飽き反芻

飽き反芻_痛みと愛と呪縛 | ナノ
痛みと愛と呪縛


「そう言えば散々、ワタシの身体好きにしたよ。同じことされる覚悟はあるか?」

可愛い笑顔と裏腹にフェイタンから聞こえてきたセリフに恐怖を覚える。同じ事とか言ってるけど、絶対それ以上の事をされる自信がある。
ヤバイっと身の危険を感じて、フェイタンから離れるためにベッドから離れようと後ずさったら、思いっきり腕を引っ張られてベッドに倒れ込んだ。

「後、ワタシかてに居なくなた事まだ許してないね」

「あれは、不可抗力」

「弱いリノンが悪いよ」

鍛えてやるねっと続けて言ったフェイタンはさっきの可愛さは一体どこに行ったんだと思うくらい怖い顔をしていた。掴まれた腕があまりの握力に骨が折れそうで目を瞑って痛みに耐える。

―チュッ

不意にキスをされて目を開けるとさっきよりも鋭いフェイタンの目にドクドクと血が巡る。何してもかっこよく見えるのは惚れてしまっているからだろうか。

「そんな顔したら、止めれなくなるね」

フェイタンの目には私はどう映っているんだろうか。私と同じようにフェイタンも私に溺れて欲しい。全てフェイタンが私に与えてくれる全てを受け入れるから、私以外フェイタンを受け入れる事なんて出来ないんだから。だから、フェイタン私以外を好きになんてならないでね。

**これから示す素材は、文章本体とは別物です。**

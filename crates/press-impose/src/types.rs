use thiserror::Error;

#[derive(Error, Debug)]
pub enum ImposeError {
    #[error("PDF error: {0}")]
    Pdf(#[from] lopdf::Error),
    #[error("IO error: {0}")]
    Io(#[from] std::io::Error),
    #[error("unknown product code '{0}'")]
    UnknownProduct(String),
    #[error("invalid configuration: {0}")]
    Config(String),
    #[error("job {job}: {reason}")]
    Content { job: i64, reason: String },
    #[error("source page not found: {path}:{page}")]
    MissingSource { path: String, page: u32 },
    #[error("sheet map invariant violated: {0}")]
    Allocation(String),
    #[error("render error: {0}")]
    Render(String),
    #[error("task join error: {0}")]
    TaskJoin(#[from] tokio::task::JoinError),
    #[error("no pages to impose")]
    NoPages,
}

pub type Result<T> = std::result::Result<T, ImposeError>;

/// Compass orientation used for sheet layout and text rotation.
///
/// North is upright; west/east rotate a quarter turn either way and
/// south turns the content upside down.
#[derive(Debug, Clone, Copy, PartialEq, Eq, Default)]
#[cfg_attr(feature = "serde", derive(serde::Serialize, serde::Deserialize))]
#[cfg_attr(feature = "serde", serde(rename_all = "lowercase"))]
pub enum Orientation {
    #[default]
    North,
    West,
    East,
    South,
}

impl Orientation {
    /// Rotation in degrees, counter-clockwise positive
    pub fn degrees(self) -> f32 {
        match self {
            Orientation::North => 0.0,
            Orientation::West => 90.0,
            Orientation::East => -90.0,
            Orientation::South => 180.0,
        }
    }
}

/// Which physical side of a duplex sheet
#[derive(Debug, Clone, Copy, PartialEq, Eq)]
#[cfg_attr(feature = "serde", derive(serde::Serialize, serde::Deserialize))]
#[cfg_attr(feature = "serde", serde(rename_all = "lowercase"))]
pub enum SheetFace {
    Front,
    Back,
}

/// How many sides of each leaf carry content
#[derive(Debug, Clone, Copy, PartialEq, Eq, Default)]
#[cfg_attr(feature = "serde", derive(serde::Serialize, serde::Deserialize))]
#[cfg_attr(feature = "serde", serde(rename_all = "lowercase"))]
pub enum PageSiding {
    Simplex,
    #[default]
    Duplex,
}

/// Per-job content orientation override carried on the order
#[derive(Debug, Clone, Copy, PartialEq, Eq)]
#[cfg_attr(feature = "serde", derive(serde::Serialize, serde::Deserialize))]
#[cfg_attr(feature = "serde", serde(rename_all = "lowercase"))]
pub enum ContentOrientation {
    Vertical,
    Horizontal,
}

impl ContentOrientation {
    pub fn orientation(self) -> Orientation {
        match self {
            ContentOrientation::Vertical => Orientation::North,
            ContentOrientation::Horizontal => Orientation::West,
        }
    }
}

/// Cover component flavor
#[derive(Debug, Clone, Copy, PartialEq, Eq)]
#[cfg_attr(feature = "serde", derive(serde::Serialize, serde::Deserialize))]
#[cfg_attr(feature = "serde", serde(rename_all = "lowercase"))]
pub enum CoverKind {
    Cover,
    Jacket,
}

impl CoverKind {
    pub fn label(self) -> &'static str {
        match self {
            CoverKind::Cover => "cover",
            CoverKind::Jacket => "jacket",
        }
    }
}

/// Press-routing product code.
///
/// Codes are short strings assigned by the routing tables; the single-letter
/// codes carry class semantics that drive the trailing-page policy.
#[derive(Debug, Clone, PartialEq, Eq, Hash, Default)]
#[cfg_attr(feature = "serde", derive(serde::Serialize, serde::Deserialize))]
pub struct ProductCode(String);

impl ProductCode {
    pub fn new(code: impl Into<String>) -> Self {
        Self(code.into())
    }

    pub fn as_str(&self) -> &str {
        &self.0
    }

    pub fn is_empty(&self) -> bool {
        self.0.is_empty()
    }

    /// Membership in a single-letter class set; multi-letter codes never match
    fn in_class(&self, set: &str) -> bool {
        let mut chars = self.0.chars();
        match (chars.next(), chars.next()) {
            (Some(c), None) => set.contains(c),
            _ => false,
        }
    }

    /// Products whose content run prints covers only
    pub fn covers_only(&self) -> bool {
        self.in_class("CDKLSU")
    }

    /// Deluxe classes that never put a logo on the trailing page
    pub fn is_deluxe(&self) -> bool {
        self.in_class("EFIJ")
    }

    /// Classes whose odd-count backfill page carries a bare barcode
    pub fn no_trailer_logo(&self) -> bool {
        self.in_class("FJ")
    }

    /// Products whose cover back is printed from content page 1
    pub fn printed_cover_back(&self) -> bool {
        self.0 == "M"
    }
}

impl std::fmt::Display for ProductCode {
    fn fmt(&self, f: &mut std::fmt::Formatter<'_>) -> std::fmt::Result {
        f.write_str(&self.0)
    }
}

impl From<&str> for ProductCode {
    fn from(code: &str) -> Self {
        Self::new(code)
    }
}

「ねぇ、フェイタン、もし、私かフェイタンどっちかが絶対に死ななきゃダメならフェイタンはどうする?」

「ワタシが死ぬね」

「え?一緒に殺してくれないの?」

予想外な答えだった。フェイタンの事だから私を殺すと言うか。二人とも死ねばいいと言うかどちらかだと思ってた。
それに私だけ生きたってなにも嬉しくないじゃない。それならいっそのこと殺してくれた方が良いと思うんだけど。

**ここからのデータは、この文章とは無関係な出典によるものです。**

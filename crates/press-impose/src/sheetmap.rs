//! Sheet map allocation
//!
//! Distributes the logical page list into a rows x cols grid of equal-depth
//! sheet stacks. Cell [0][0] is filled first: a cell receives consecutive
//! pages until it holds one page per target sheet, then the cursor advances
//! row-major. After the optional front-sheet prepend and filler padding,
//! every cell must hold exactly the same number of pages, an even number
//! under duplex.

use crate::job::JobDescriptor;
use crate::page::{LogicalPage, PageList};
use crate::types::*;
use log::debug;
use std::sync::Arc;

/// rows x cols matrix of sheet stacks
#[derive(Debug, Clone)]
pub struct SheetMap {
    rows: usize,
    cols: usize,
    duplex: bool,
    depth: usize,
    cells: Vec<Vec<LogicalPage>>,
}

impl SheetMap {
    /// Allocate a page list onto the grid.
    ///
    /// `front_sheet` (a manifest or work-order page) is prepended to cell
    /// [0][0] only; every other cell gets a color separator at the same
    /// depth, so the stacks stay aligned. Under duplex each prepended page
    /// is backed by a cyan separator.
    pub fn allocate(
        pages: PageList,
        rows: usize,
        cols: usize,
        duplex: bool,
        front_sheet: Option<LogicalPage>,
    ) -> Result<Self> {
        if rows == 0 || cols == 0 {
            return Err(ImposeError::Config(
                "sheet map needs at least one row and column".to_string(),
            ));
        }
        let pages_per_sheet = rows * cols;
        let mut sheets = pages.len().div_ceil(pages_per_sheet);
        if duplex && sheets % 2 == 1 {
            sheets += 1;
        }

        let mut cells: Vec<Vec<LogicalPage>> = vec![Vec::new(); pages_per_sheet];
        let mut cursor = 0;
        for page in pages {
            while cursor < cells.len() && cells[cursor].len() >= sheets {
                cursor += 1;
            }
            let Some(cell) = cells.get_mut(cursor) else {
                return Err(ImposeError::Allocation(format!(
                    "page overflow: {} cells of depth {} exhausted",
                    pages_per_sheet, sheets
                )));
            };
            cell.push(page);
        }

        let mut prefix = 0;
        if let Some(front) = front_sheet {
            prefix = if duplex { 2 } else { 1 };
            for (i, cell) in cells.iter_mut().enumerate() {
                if duplex {
                    cell.insert(0, LogicalPage::cyan());
                }
                let head = if i == 0 {
                    front.clone()
                } else {
                    LogicalPage::separator("", None)
                };
                cell.insert(0, head);
            }
        }

        // pad to the precomputed depth with colored filler
        let depth = sheets + prefix;
        for cell in &mut cells {
            while cell.len() < depth {
                cell.push(LogicalPage::filler());
            }
        }

        let map = Self {
            rows,
            cols,
            duplex,
            depth,
            cells,
        };
        map.verify()?;
        debug!(
            "allocated {}x{} sheet map, depth {} ({} physical sheets)",
            rows,
            cols,
            depth,
            map.physical_sheets()
        );
        Ok(map)
    }

    /// Equal-depth and duplex-parity invariant. A violation is a defect in
    /// the allocator, never a user error.
    fn verify(&self) -> Result<()> {
        for (i, cell) in self.cells.iter().enumerate() {
            if cell.len() != self.depth {
                return Err(ImposeError::Allocation(format!(
                    "cell [{}][{}] holds {} pages, expected {}",
                    i / self.cols,
                    i % self.cols,
                    cell.len(),
                    self.depth
                )));
            }
        }
        if self.duplex && self.depth % 2 != 0 {
            return Err(ImposeError::Allocation(format!(
                "duplex depth {} is odd",
                self.depth
            )));
        }
        Ok(())
    }

    pub fn rows(&self) -> usize {
        self.rows
    }

    pub fn cols(&self) -> usize {
        self.cols
    }

    pub fn duplex(&self) -> bool {
        self.duplex
    }

    /// Pages stacked on every cell (sheet sides, not physical sheets)
    pub fn depth(&self) -> usize {
        self.depth
    }

    /// Physical sheet count; duplex sides share a sheet
    pub fn physical_sheets(&self) -> usize {
        if self.duplex {
            self.depth / 2
        } else {
            self.depth
        }
    }

    pub fn cell(&self, row: usize, col: usize) -> &[LogicalPage] {
        &self.cells[row * self.cols + col]
    }

    /// Unique owning jobs in id order, for the manifest sweep
    pub fn jobs(&self) -> Vec<Arc<JobDescriptor>> {
        let mut jobs: Vec<Arc<JobDescriptor>> = Vec::new();
        for cell in &self.cells {
            for page in cell {
                if let Some(job) = &page.job {
                    if !jobs.iter().any(|j| j.order_item_id == job.order_item_id) {
                        jobs.push(Arc::clone(job));
                    }
                }
            }
        }
        jobs.sort_by_key(|j| j.order_item_id);
        jobs
    }
}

「ワタシ以外に殺されるの許さないよ。ワタシがリノンを殺したところでリノンは死なないね」

「まぁ、確かにそうだけど、例えば!私がフェイタンに殺されて普通に死ぬとしたら?」

「、、、、それでも嫌ね」

私の問いに少し顔を逸らしながら言ったフェイタンの顔は複雑そうだった。

「殺してやりたいと思うし傷つけたいと思うね、、、、でも、優しくしたいとも思うよ」

嬉しいようなむず痒いような。少し寂しいような気もする。好きとか愛とかって難しいな。
フェイタンは私の事を思って優しくしてくれてるのにもっと激情的に私を縛り付けてくれてもいいのになんて贅沢な悩みだわ。

「へへ、でも、これで誰が怪我しても治せるなんて、私凄く万能になったんじゃない?」

ちょっと心中複雑で話題を逸らそうと自分に備わった新しい力の事を言うと。

「その能力はもう二度と使うんじゃないね」

「え?なんで?凄い便利なのに」

「私以外ともああやってする気か?」

そう言われて能力を発動したであろう時の事を思い出した。
そう言えば、発動条件は、、せ、せっ、ゴフッン。

「生き返た瞬間にソイツ殺してやるね。使た意味無くなるよ」

確かに。。
と思いながら苦笑いするとフェイタンが呆れたように笑いながら、頭が良いのか悪いのかわからないねと呟いたのが聞こえた。